From the outset the projects were criticized as being unprofitable, which they evidently would be, but that wasn’t the point: the plan was to reignite the rail industry and recreate a modern high-speed passenger train network capable of reducing travel times along what have become highly congested highways and give passengers more choice in travel.

To cut a long story short, the bullet train project was canceled for political reasons —all was not well with the way it was awarded— and shortly after, the trans-peninsular line was postponed indefinitely for economic reasons: oil prices collapsed, and the government had to cut budgets. It was no time for economically questionable schemes, however beneficial they appeared for other reasons.

The continuous lack of investment and failure to modernize by the state-owned railways happened, in part, as the proliferation of roads, bus companies, and air routes burgeoned, putting all but an end to long-distance rail passenger traffic in Mexico.

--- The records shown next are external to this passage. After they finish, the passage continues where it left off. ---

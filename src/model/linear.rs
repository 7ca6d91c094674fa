//! Linear models: least squares, ridge, lasso and elastic net.
//!
//! All four fit an intercept by centering `x` and `y` first, then solve for
//! the coefficients of the centered problem. The intercept is recovered as
//! `mean(y) - mean(x) . coef`.

use ndarray::{Array1, Array2, Axis};
use serde::{Deserialize, Serialize};

use crate::model::error::ModelError;
use crate::model::linalg::cholesky_solve;
use crate::model::{check_features, check_training_data, FittedRegressor, Regressor};

/// Fitted linear model `y = x . coef + intercept`.
#[derive(Clone, Debug, PartialEq, Serialize, Deserialize)]
pub struct FittedLinear {
    coef: Array1<f64>,
    intercept: f64,
}

impl FittedLinear {
    pub(crate) fn from_parts(coef: Array1<f64>, intercept: f64) -> Self {
        Self { coef, intercept }
    }

    pub fn coef(&self) -> &Array1<f64> {
        &self.coef
    }

    pub fn intercept(&self) -> f64 {
        self.intercept
    }
}

impl FittedRegressor for FittedLinear {
    fn predict(&self, x: &Array2<f64>) -> Result<Array1<f64>, ModelError> {
        check_features(self.coef.len(), x)?;
        Ok(x.dot(&self.coef) + self.intercept)
    }

    fn n_features_in(&self) -> usize {
        self.coef.len()
    }
}

struct Centered {
    x: Array2<f64>,
    y: Array1<f64>,
    x_mean: Array1<f64>,
    y_mean: f64,
}

fn center(x: &Array2<f64>, y: &Array1<f64>) -> Result<Centered, ModelError> {
    check_training_data(x, y)?;
    let x_mean = x
        .mean_axis(Axis(0))
        .ok_or_else(|| ModelError::EmptyData("Cannot center zero rows".to_string()))?;
    let y_mean = y
        .mean()
        .ok_or_else(|| ModelError::EmptyData("Cannot center zero targets".to_string()))?;
    Ok(Centered {
        x: x - &x_mean,
        y: y - y_mean,
        x_mean,
        y_mean,
    })
}

fn finish(coef: Array1<f64>, centered: &Centered) -> Result<FittedLinear, ModelError> {
    let intercept = centered.y_mean - centered.x_mean.dot(&coef);
    if !intercept.is_finite() || coef.iter().any(|c| !c.is_finite()) {
        return Err(ModelError::Numerical(
            "non-finite linear coefficients".to_string(),
        ));
    }
    Ok(FittedLinear { coef, intercept })
}

/// Solve `(XᵀX + penalty·I) w = Xᵀy` on centered data.
fn solve_normal_equations(c: &Centered, penalty: f64) -> Result<Array1<f64>, ModelError> {
    let mut gram = c.x.t().dot(&c.x);
    for i in 0..gram.nrows() {
        gram[[i, i]] += penalty;
    }
    let rhs = c.x.t().dot(&c.y);
    cholesky_solve(&gram, &rhs)
}

/// Ordinary least squares.
///
/// One-hot blocks are collinear with the intercept, so the normal equations
/// are singular by construction. A vanishing diagonal jitter, scaled to the
/// Gram trace, picks a solution; it grows tenfold while the factorisation
/// still fails.
#[derive(Clone, Debug)]
pub struct LinearRegression {
    jitter: f64,
    max_retries: usize,
}

impl Default for LinearRegression {
    fn default() -> Self {
        Self {
            jitter: 1e-10,
            max_retries: 10,
        }
    }
}

impl LinearRegression {
    pub fn new() -> Self {
        Self::default()
    }
}

impl Regressor for LinearRegression {
    type Fitted = FittedLinear;

    fn fit(&self, x: &Array2<f64>, y: &Array1<f64>) -> Result<FittedLinear, ModelError> {
        let c = center(x, y)?;
        let p = c.x.ncols();
        if p == 0 {
            return finish(Array1::zeros(0), &c);
        }

        let trace: f64 = c.x.iter().map(|v| v * v).sum();
        let mut penalty = self.jitter * (trace / p as f64).max(1.0);

        let mut last_err = None;
        for _ in 0..=self.max_retries {
            match solve_normal_equations(&c, penalty) {
                Ok(coef) => return finish(coef, &c),
                Err(e) => {
                    last_err = Some(e);
                    penalty *= 10.0;
                }
            }
        }
        Err(last_err.unwrap_or_else(|| {
            ModelError::Numerical("least squares did not converge".to_string())
        }))
    }
}

/// Least squares with an L2 penalty `alpha * ||w||²`.
#[derive(Clone, Debug)]
pub struct Ridge {
    alpha: f64,
}

impl Default for Ridge {
    fn default() -> Self {
        Self { alpha: 1.0 }
    }
}

impl Ridge {
    pub fn new(alpha: f64) -> Self {
        Self { alpha }
    }

    pub fn alpha(&self) -> f64 {
        self.alpha
    }
}

impl Regressor for Ridge {
    type Fitted = FittedLinear;

    fn fit(&self, x: &Array2<f64>, y: &Array1<f64>) -> Result<FittedLinear, ModelError> {
        if self.alpha <= 0.0 || self.alpha.is_nan() {
            return Err(ModelError::InvalidParameter(format!(
                "ridge alpha must be positive, got {}",
                self.alpha
            )));
        }
        let c = center(x, y)?;
        let coef = solve_normal_equations(&c, self.alpha)?;
        finish(coef, &c)
    }
}

/// Elastic net by cyclic coordinate descent.
///
/// Minimises
/// ```text
/// 1/(2n) ||y - Xw||² + alpha * l1_ratio * ||w||₁ + alpha * (1 - l1_ratio) / 2 * ||w||²
/// ```
#[derive(Clone, Debug)]
pub struct ElasticNet {
    alpha: f64,
    l1_ratio: f64,
    max_iter: usize,
    tol: f64,
}

impl Default for ElasticNet {
    fn default() -> Self {
        Self {
            alpha: 0.1,
            l1_ratio: 0.5,
            max_iter: 1000,
            tol: 1e-4,
        }
    }
}

impl ElasticNet {
    pub fn new(alpha: f64, l1_ratio: f64) -> Self {
        Self {
            alpha,
            l1_ratio,
            ..Self::default()
        }
    }

    pub fn with_max_iter(mut self, max_iter: usize) -> Self {
        self.max_iter = max_iter;
        self
    }

    pub fn with_tol(mut self, tol: f64) -> Self {
        self.tol = tol;
        self
    }
}

fn soft_threshold(value: f64, threshold: f64) -> f64 {
    if value > threshold {
        value - threshold
    } else if value < -threshold {
        value + threshold
    } else {
        0.0
    }
}

impl Regressor for ElasticNet {
    type Fitted = FittedLinear;

    fn fit(&self, x: &Array2<f64>, y: &Array1<f64>) -> Result<FittedLinear, ModelError> {
        if self.alpha < 0.0 || !(0.0..=1.0).contains(&self.l1_ratio) {
            return Err(ModelError::InvalidParameter(format!(
                "elastic net needs alpha >= 0 and l1_ratio in [0, 1], got {} and {}",
                self.alpha, self.l1_ratio
            )));
        }
        let c = center(x, y)?;
        let (n, p) = c.x.dim();
        let n = n as f64;

        let l1 = n * self.alpha * self.l1_ratio;
        let l2 = n * self.alpha * (1.0 - self.l1_ratio);
        let col_sq: Vec<f64> = c.x.columns().into_iter().map(|col| col.dot(&col)).collect();

        let mut coef = Array1::<f64>::zeros(p);
        let mut residual = c.y.clone();

        for _ in 0..self.max_iter {
            let mut max_delta: f64 = 0.0;
            let mut max_coef: f64 = 0.0;

            for j in 0..p {
                let denom = col_sq[j] + l2;
                if denom == 0.0 {
                    continue;
                }
                let col = c.x.column(j);
                let old = coef[j];
                // Correlation with the residual that excludes feature j
                let rho = col.dot(&residual) + col_sq[j] * old;
                let new = soft_threshold(rho, l1) / denom;

                if new != old {
                    residual.scaled_add(old - new, &col);
                    coef[j] = new;
                }
                max_delta = max_delta.max((new - old).abs());
                max_coef = max_coef.max(new.abs());
            }

            if max_delta <= self.tol * max_coef.max(1.0) {
                break;
            }
        }

        finish(coef, &c)
    }
}

/// Lasso: elastic net with a pure L1 penalty.
#[derive(Clone, Debug)]
pub struct Lasso {
    inner: ElasticNet,
}

impl Default for Lasso {
    fn default() -> Self {
        Self::new(0.1)
    }
}

impl Lasso {
    pub fn new(alpha: f64) -> Self {
        Self {
            inner: ElasticNet::new(alpha, 1.0),
        }
    }
}

impl Regressor for Lasso {
    type Fitted = FittedLinear;

    fn fit(&self, x: &Array2<f64>, y: &Array1<f64>) -> Result<FittedLinear, ModelError> {
        self.inner.fit(x, y)
    }
}
//! One-hot encoding for categorical features.
//!
//! Transforms string categories to indicator vectors.

use ndarray::Array2;
use serde::{Deserialize, Serialize};
use std::collections::BTreeSet;

use crate::preprocessing::encoding::HandleUnknown;
use crate::preprocessing::error::PreprocessingError;
use crate::preprocessing::traits::{FittedTransformer, Transformer};

/// One-hot encoder for categorical features.
///
/// Each input column is treated as a categorical feature, and the encoder
/// learns the distinct values present in each column during fitting. The
/// vocabulary of a column is sorted, so the output layout does not depend on
/// row order.
///
/// # Example
/// ```ignore
/// // Input: 3 samples with 1 categorical feature each
/// let data = Array2::from_shape_vec((3, 1), vec!["red".into(), "green".into(), "blue".into()])?;
///
/// let fitted = OneHotEncoder::new().fit(&data)?;
///
/// // Output: 3x3 indicator matrix over ["blue", "green", "red"]
/// let encoded = fitted.transform(&data)?;
/// // [[0, 0, 1],
/// //  [0, 1, 0],
/// //  [1, 0, 0]]
/// ```
#[derive(Clone, Debug, Default)]
pub struct OneHotEncoder {
    /// How to handle unknown categories during transform.
    handle_unknown: HandleUnknown,
}

impl OneHotEncoder {
    /// Create a new OneHotEncoder with default settings.
    pub fn new() -> Self {
        Self::default()
    }

    /// Set the strategy for handling unknown categories.
    pub fn with_handle_unknown(mut self, strategy: HandleUnknown) -> Self {
        self.handle_unknown = strategy;
        self
    }
}

/// Fitted OneHotEncoder ready for inference.
#[derive(Clone, Debug, Serialize, Deserialize)]
pub struct FittedOneHotEncoder {
    /// Sorted distinct categories for each input column.
    categories: Vec<Vec<String>>,
    /// Start of each column's block in the output.
    offsets: Vec<usize>,
    /// Total number of output features.
    n_features_out: usize,
    handle_unknown: HandleUnknown,
}

impl FittedOneHotEncoder {
    /// Get the categories learned for each feature.
    pub fn categories(&self) -> &[Vec<String>] {
        &self.categories
    }

    /// Get the number of categories per input feature.
    pub fn n_values(&self) -> Vec<usize> {
        self.categories.iter().map(Vec::len).collect()
    }
}

impl Transformer for OneHotEncoder {
    type Input = Array2<String>;
    type Output = Array2<f64>;
    type Fitted = FittedOneHotEncoder;

    fn fit(&self, data: &Self::Input) -> Result<Self::Fitted, PreprocessingError> {
        if data.nrows() == 0 {
            return Err(PreprocessingError::EmptyData(
                "Cannot fit OneHotEncoder on empty data".to_string(),
            ));
        }

        let categories: Vec<Vec<String>> = data
            .columns()
            .into_iter()
            .map(|column| {
                column
                    .iter()
                    .cloned()
                    .collect::<BTreeSet<String>>()
                    .into_iter()
                    .collect()
            })
            .collect();

        let mut offsets = Vec::with_capacity(categories.len());
        let mut n_features_out = 0;
        for cats in &categories {
            offsets.push(n_features_out);
            n_features_out += cats.len();
        }

        Ok(FittedOneHotEncoder {
            categories,
            offsets,
            n_features_out,
            handle_unknown: self.handle_unknown,
        })
    }
}

impl FittedTransformer for FittedOneHotEncoder {
    type Input = Array2<String>;
    type Output = Array2<f64>;

    fn transform(&self, data: &Self::Input) -> Result<Self::Output, PreprocessingError> {
        let (rows, cols) = data.dim();

        if cols != self.categories.len() {
            return Err(PreprocessingError::FeatureMismatch {
                expected_features: self.categories.len(),
                got_features: cols,
            });
        }

        let mut result = Array2::<f64>::zeros((rows, self.n_features_out));

        for ((row, col), value) in data.indexed_iter() {
            // Vocabulary is sorted, so binary search gives the block position.
            match self.categories[col].binary_search(value) {
                Ok(idx) => result[[row, self.offsets[col] + idx]] = 1.0,
                Err(_) => {
                    if self.handle_unknown == HandleUnknown::Error {
                        return Err(PreprocessingError::UnknownCategory {
                            category: value.clone(),
                            column: col,
                        });
                    }
                    // With Ignore, leave the block as zeros
                }
            }
        }

        Ok(result)
    }

    fn n_features_in(&self) -> usize {
        self.categories.len()
    }

    fn n_features_out(&self) -> usize {
        self.n_features_out
    }
}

The administration led by president López Obrador (2018-2024) has prioritized some train schemes as part of its program of governance, but none that are likely to rekindle national passenger train travel in any meaningful sense.

The federal government has taken over the Mexico City-Toluca high-speed train project, which is behind schedule and way over budget; it is now expected to be completed in 2022.  The administration is also funding a tourist train line around the Yucatán peninsula called Tren Maya—a project that has been the object of much criticism, but the president remains uncompromising in his support of it.